Alternatives to screens for children and adolescents
Aug 02, 2022
The child's brain is nourished by different experiences that begin to have an impact on its development from the uterine environment. Every experience, environmental change, diet, stimulation environment and, especially, sensory information that this child lives throughout his life story, will generate an imprint for better or worse on the creation and organization of your brainespecially in the first 3 years of life. Therefore, it is very important to bear in mind that the stimulation that we and the environment offer to our children will build different neural circuits that will be activated throughout the life.
- Related article: "Child therapy: what is it and what are its benefits"
The problem of digital overstimulation
In summer, boys and girls usually have a lot of free time, and it is easy for them to invest it in front of the screens. New technologies can be a good educational tool for children from 7 or 8 years old, provided they are used appropriately, in the amount of time and context.
But the digital overstimulation it is also not suitable for the brain, especially at an early age. Exposing children to screens with an excessive amount of stimuli would not allow the brain to process them properly, generating that this can hinder the correct development of different cognitive areas in the future (attention, memory, language, etc…). The brain would seek the same threshold of stimuli to which it has been exposed, which could lead to restlessness and emotional regulation difficulties in the future.
We must bear in mind that the greatest alternative for our children to stop looking at screens is our quantity and quality time with them. The emotional and not only physical presence of fathers and mothers with their sons and daughters It is what is going to make it possible for them to leave technologies aside.
- You may be interested: "The 6 stages of childhood (physical and mental development)"
Offering alternatives to screens to improve their development
What activities can we do with our sons and daughters this summer to stimulate their brains and avoid screens?
1. Physical exercise
Sport generates an improvement in the brain functioning of boys and girls. More specifically, scientists say that team sports prevent the risk of developing anxiety, depression, attention difficulties, isolation or social problems.

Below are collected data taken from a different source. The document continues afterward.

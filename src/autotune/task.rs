// src/autotune/task.rs

//! Module lifecycle: the one-time enablement decision, registration with
//! the task monitor and watchdog, and the periodic loop.

use crate::accessor::SettingsAccessor;
use crate::autotune::{Autotune, AutotuneConfig, TickOutcome};
use crate::log::{log_debug, log_info};
use crate::records::ModuleState;
use crate::system::{TaskInfo, TaskMonitor, TimeSource, Watchdog};
use embedded_hal::delay::DelayNs;

/// Descriptor of the autotune task.
pub const AUTOTUNE_TASK: TaskInfo = TaskInfo {
    name: "Autotune",
    stack_bytes: 1024,
    priority: 2,
};

/// Decides once at startup whether the module runs.
///
/// With the `builtin` feature the module is always enabled; otherwise the
/// optional module flag in the hardware settings decides.
pub fn initialize<S: SettingsAccessor>(store: &S) -> bool {
    if cfg!(feature = "builtin") {
        return true;
    }
    store.hw_settings().autotune == ModuleState::Enabled
}

/// The autotune task with its collaborators.
pub struct AutotuneTask<S, W> {
    autotune: Autotune,
    store: S,
    watchdog: W,
}

impl<S: SettingsAccessor, W: Watchdog> AutotuneTask<S, W> {
    /// Starts the task if the module is enabled.
    ///
    /// Registers the task with `monitor` and the watchdog flag once.
    /// Returns `None` when the module is disabled.
    pub fn start<M: TaskMonitor>(
        store: S,
        mut watchdog: W,
        monitor: &mut M,
        config: AutotuneConfig,
    ) -> Option<Self> {
        if !initialize(&store) {
            log_info!("autotune: module disabled");
            return None;
        }

        monitor.register_task(AUTOTUNE_TASK);
        watchdog.register_flag();
        log_info!("autotune: task started");
        log_debug!(
            "autotune: prepare {} ms, measure {} ms per axis",
            config.prepare_time_ms,
            config.measure_time_ms
        );

        Some(Self {
            autotune: Autotune::with_config(config),
            store,
            watchdog,
        })
    }

    /// Runs one tick at the current time of `clock`.
    pub fn step<C: TimeSource>(&mut self, clock: &C) -> TickOutcome {
        self.autotune
            .tick(clock.now_ms(), &mut self.store, &mut self.watchdog)
    }

    /// Runs one tick and then yields for the period the outcome calls for:
    /// the idle period while the gate is closed, the tick period otherwise.
    pub fn step_and_yield<C: TimeSource, D: DelayNs>(
        &mut self,
        clock: &C,
        delay: &mut D,
    ) -> TickOutcome {
        let outcome = self.step(clock);
        delay.delay_ms(outcome.delay_ms(self.autotune.config()));
        outcome
    }

    /// Runs the task loop forever, yielding after every tick.
    pub fn run<C: TimeSource, D: DelayNs>(&mut self, clock: &C, delay: &mut D) -> ! {
        loop {
            self.step_and_yield(clock, delay);
        }
    }

    /// Returns the state machine.
    pub fn autotune(&self) -> &Autotune {
        &self.autotune
    }

    /// Returns the settings store.
    pub fn store(&self) -> &S {
        &self.store
    }

    /// Returns the settings store for modification.
    pub fn store_mut(&mut self) -> &mut S {
        &mut self.store
    }

    /// Returns the watchdog.
    pub fn watchdog(&self) -> &W {
        &self.watchdog
    }
}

Likewise, a recent study shows that aerobic exercise of a certain intensity, such as swimming, improves mood and enhances learning and memory.
- Related article: "The 10 psychological benefits of practicing physical exercise"

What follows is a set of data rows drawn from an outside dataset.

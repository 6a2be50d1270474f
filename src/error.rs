// src/error.rs

//! Error types for relay tuning and settings storage.

use crate::records::TunedAxis;
use core::fmt;

/// Errors reported by the settings store when saving a record.
#[derive(Debug, Clone, Copy, PartialEq, Eq)]
#[cfg_attr(feature = "defmt", derive(defmt::Format))]
pub enum StorageError {
    /// The write to durable storage failed.
    WriteFailed,
    /// No space is left for the record.
    NoSpace,
    /// The storage backend is not available.
    Unavailable,
}

impl fmt::Display for StorageError {
    fn fmt(&self, f: &mut fmt::Formatter<'_>) -> fmt::Result {
        match self {
            StorageError::WriteFailed => write!(f, "settings write failed"),
            StorageError::NoSpace => write!(f, "no space left for settings"),
            StorageError::Unavailable => write!(f, "settings storage unavailable"),
        }
    }
}

/// Errors from the relay tuning computation.
#[derive(Debug, Clone, Copy, PartialEq)]
#[cfg_attr(feature = "defmt", derive(defmt::Format))]
pub enum TuningError {
    /// The measured period or gain cannot produce usable gains.
    InvalidMeasurement {
        /// Axis the measurement belongs to.
        axis: TunedAxis,
        /// Measured oscillation period (ms).
        period_ms: f32,
        /// Measured oscillation amplitude ratio.
        gain: f32,
    },
}

impl fmt::Display for TuningError {
    fn fmt(&self, f: &mut fmt::Formatter<'_>) -> fmt::Result {
        match self {
            TuningError::InvalidMeasurement {
                axis,
                period_ms,
                gain,
            } => write!(
                f,
                "invalid {:?} relay measurement (period {} ms, gain {})",
                axis, period_ms, gain
            ),
        }
    }
}

/// Errors surfaced when a tuning session commits its result.
#[derive(Debug, Clone, Copy, PartialEq)]
#[cfg_attr(feature = "defmt", derive(defmt::Format))]
pub enum AutotuneError {
    /// Gains could not be computed; settings were left untouched.
    Tuning(TuningError),
    /// Gains were applied but saving them failed.
    Storage(StorageError),
}

impl From<TuningError> for AutotuneError {
    fn from(error: TuningError) -> Self {
        AutotuneError::Tuning(error)
    }
}

impl From<StorageError> for AutotuneError {
    fn from(error: StorageError) -> Self {
        AutotuneError::Storage(error)
    }
}

impl fmt::Display for AutotuneError {
    fn fmt(&self, f: &mut fmt::Formatter<'_>) -> fmt::Result {
        match self {
            AutotuneError::Tuning(error) => write!(f, "tuning failed: {}", error),
            AutotuneError::Storage(error) => write!(f, "saving tuned gains failed: {}", error),
        }
    }
}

2. Contact with the nature
According to several studies, an immersive experience in nature by minors benefits emotional well-being and academic and cognitive performance.
3. Board games and crafts
Carrying out artistic activities as a family or playing games such as cards, chess, logic or cooperative games will stimulate the sensory, motor and cognitive areas of your brain, In addition to generating an emotional imprint on our children, from that time shared with uswhich will live on in his memory.
- You may be interested: "10 psychological games for children: how to use them, and what they are for"
4. Free play with your peers
This favors a good development of the social skills, as well as the associative game power among other areas, cognitive flexibility (having to constantly readapt to the evolution and rules of the game) or frustration tolerance (if they get caught in the game of catch must stand still and wait to be saved, they cannot start the game again by pressing the “Start” as it happens in the video game).
5. let them get bored
That the infants get bored makes the child have to find their own motivation and thus facilitate the creation of new rules, structures or variables, thus promoting curiosity and creativity in minors.
This summer we can create the best recipe for our sons and daughters, containing the following ingredients: lots of affection, nature play and physical exercise, with a pinch of boredom.
Author: Anabel De La Cruz Sánchez, Health Psychologist at Vitaliza.